_Task description_
Return exactly the lines of the records below, starting at the line that contains "async fn submit_signed<N: ThorNode" and ending at the line that contains "let txid = node.submit(&raw).await?;", with both of those lines kept.
[Input for this task Boundary: Start]
//! Transaction signing and submission.
//!
//! ```ignore
//! let service = SigningService::new(&node, &wallet, &config);
//! let result = service
//!     .signer(sender)
//!     .delegate(&gas_payer)
//!     .request(clauses)
//!     .await?;
//! ```

use crate::address::Address;
use crate::config::SponsorConfig;
use crate::credential::Wallet;
use crate::crypto;
use crate::delegation::{DelegationHandler, DelegationRequest};
use crate::error::{Result, SponsorError};
use crate::hexutil;
use crate::network::ThorNode;
use crate::transaction::{intrinsic_gas, Clause, SignedTx, TxBody, FEATURE_DELEGATED};
use crate::types::{Bytes32, SubmitResult};
use tracing::{debug, info, warn};

/// Extra headroom added on top of a non-zero VM gas estimate.
const EXECUTION_GAS_MARGIN: u64 = 15_000;

/// Signs with credentials from a caller-owned [`Wallet`] and submits
/// through a node.
pub struct SigningService<'a, N: ?Sized> {
    node: &'a N,
    wallet: &'a Wallet,
    config: &'a SponsorConfig,
}

impl<'a, N: ThorNode + ?Sized> SigningService<'a, N> {
    pub fn new(node: &'a N, wallet: &'a Wallet, config: &'a SponsorConfig) -> Self {
        Self { node, wallet, config }
    }

    pub fn node(&self) -> &'a N {
        self.node
    }

    pub fn config(&self) -> &'a SponsorConfig {
        self.config
    }

    /// Submit a transaction that was signed earlier, e.g. with
    /// [`TxRequest::sign`].
    pub async fn submit(&self, signed: &SignedTx) -> Result<SubmitResult> {
        submit_signed(self.node, signed).await
    }

    /// Start a request signed by `signer`.
    pub fn signer(&self, signer: Address) -> TxRequest<'a, N> {
        TxRequest {
            node: self.node,
            wallet: self.wallet,
            config: self.config,
            signer,
            gas: None,
            depends_on: None,
            delegate: None,
        }
    }
}

/// A single transaction being prepared.
pub struct TxRequest<'a, N: ?Sized> {
    node: &'a N,
    wallet: &'a Wallet,
    config: &'a SponsorConfig,
    signer: Address,
    gas: Option<u64>,
    depends_on: Option<[u8; 32]>,
    delegate: Option<&'a dyn DelegationHandler>,
}

impl<'a, N: ThorNode + ?Sized> TxRequest<'a, N> {
    /// Use an explicit gas limit instead of estimating.
    pub fn gas(mut self, gas: u64) -> Self {
        self.gas = Some(gas);
        self
    }

    pub fn depends_on(mut self, txid: Bytes32) -> Self {
        self.depends_on = Some(txid.0);
        self
    }

    /// Have `handler` co-sign as gas payer.
    pub fn delegate(mut self, handler: &'a dyn DelegationHandler) -> Self {
        self.delegate = Some(handler);
        self
    }

    async fn estimate_gas(&self, clauses: &[Clause]) -> Result<u64> {
        let intrinsic = intrinsic_gas(clauses);
        let execution = self.node.execution_gas(&self.signer, clauses).await?;
        let gas = if execution == 0 {
            intrinsic
        } else {
            intrinsic + execution + EXECUTION_GAS_MARGIN
        };
        debug!(intrinsic, execution, gas, "estimated gas");
        Ok(gas)
    }

    /// Build and sign without submitting.
    pub async fn sign(&self, clauses: Vec<Clause>) -> Result<SignedTx> {
        let credential = self
            .wallet
            .get(&self.signer)
            .ok_or(SponsorError::UnknownSigner(self.signer))?;

        let chain_tag = self.node.chain_tag().await?;
        let head = self.node.best_block().await?;
        let gas = match self.gas {
            Some(gas) => gas,
            None => self.estimate_gas(&clauses).await?,
        };

        let body = TxBody {
            chain_tag,
            block_ref: head.block_ref(),
            expiration: self.config.expiration,
            clauses,
            gas_price_coef: self.config.gas_price_coef,
            gas,
            depends_on: self.depends_on,
            nonce: rand::random::<u64>(),
            features: if self.delegate.is_some() { FEATURE_DELEGATED } else { 0 },
        };

        let mut signature = credential.sign(&body.signing_hash())?.to_vec();

        if let Some(handler) = self.delegate {
            let request = DelegationRequest {
                raw: hexutil::encode_prefixed(body.encode_unsigned()),
                origin: self.signer.to_string(),
            };
            let response = handler.delegate(&request).map_err(|e| match e {
                SponsorError::DelegationRejected(_) => e,
                other => SponsorError::DelegationRejected(other.to_string()),
            })?;

            let delegator_sig = hexutil::decode_prefixed(&response.signature)
                .map_err(|e| SponsorError::DelegationRejected(e.to_string()))?;
            let digest = body.delegator_signing_hash(&self.signer);
            let gas_payer = crypto::recover_address(&digest, &delegator_sig).map_err(|e| {
                SponsorError::DelegationRejected(format!("unusable gas payer signature: {}", e))
            })?;

            debug!(origin = %self.signer, gas_payer = %gas_payer, "gas payer co-signed");
            signature.extend_from_slice(&delegator_sig);
        }

        SignedTx::new(body, signature)
    }

    /// Sign and submit `clauses`. Returns once the node accepted the
    /// transaction; it is not mined yet.
    pub async fn request(self, clauses: Vec<Clause>) -> Result<SubmitResult> {
        let signed = self.sign(clauses).await?;
        submit_signed(self.node, &signed).await
    }
}

async fn submit_signed<N: ThorNode + ?Sized>(node: &N, signed: &SignedTx) -> Result<SubmitResult> {
    let signer = signed.origin()?;
    let expected = Bytes32(signed.id()?);
    let gas_payer = signed.delegator()?.unwrap_or(signer);
    let raw = hexutil::encode_prefixed(signed.encode());

    let txid = node.submit(&raw).await?;
    if txid != expected {
        warn!(%txid, %expected, "node reported an unexpected transaction id");
    }

    info!(%txid, %signer, %gas_payer, "transaction submitted");
    Ok(SubmitResult {
        txid,
        signer,
        gas_payer,
    })
}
[Input for this task Boundary: End]
_Answer to this problem_
async fn submit_signed<N: ThorNode + ?Sized>(node: &N, signed: &SignedTx) -> Result<SubmitResult> {
    let signer = signed.origin()?;
    let expected = Bytes32(signed.id()?);
    let gas_payer = signed.delegator()?.unwrap_or(signer);
    let raw = hexutil::encode_prefixed(signed.encode());

    let txid = node.submit(&raw).await?;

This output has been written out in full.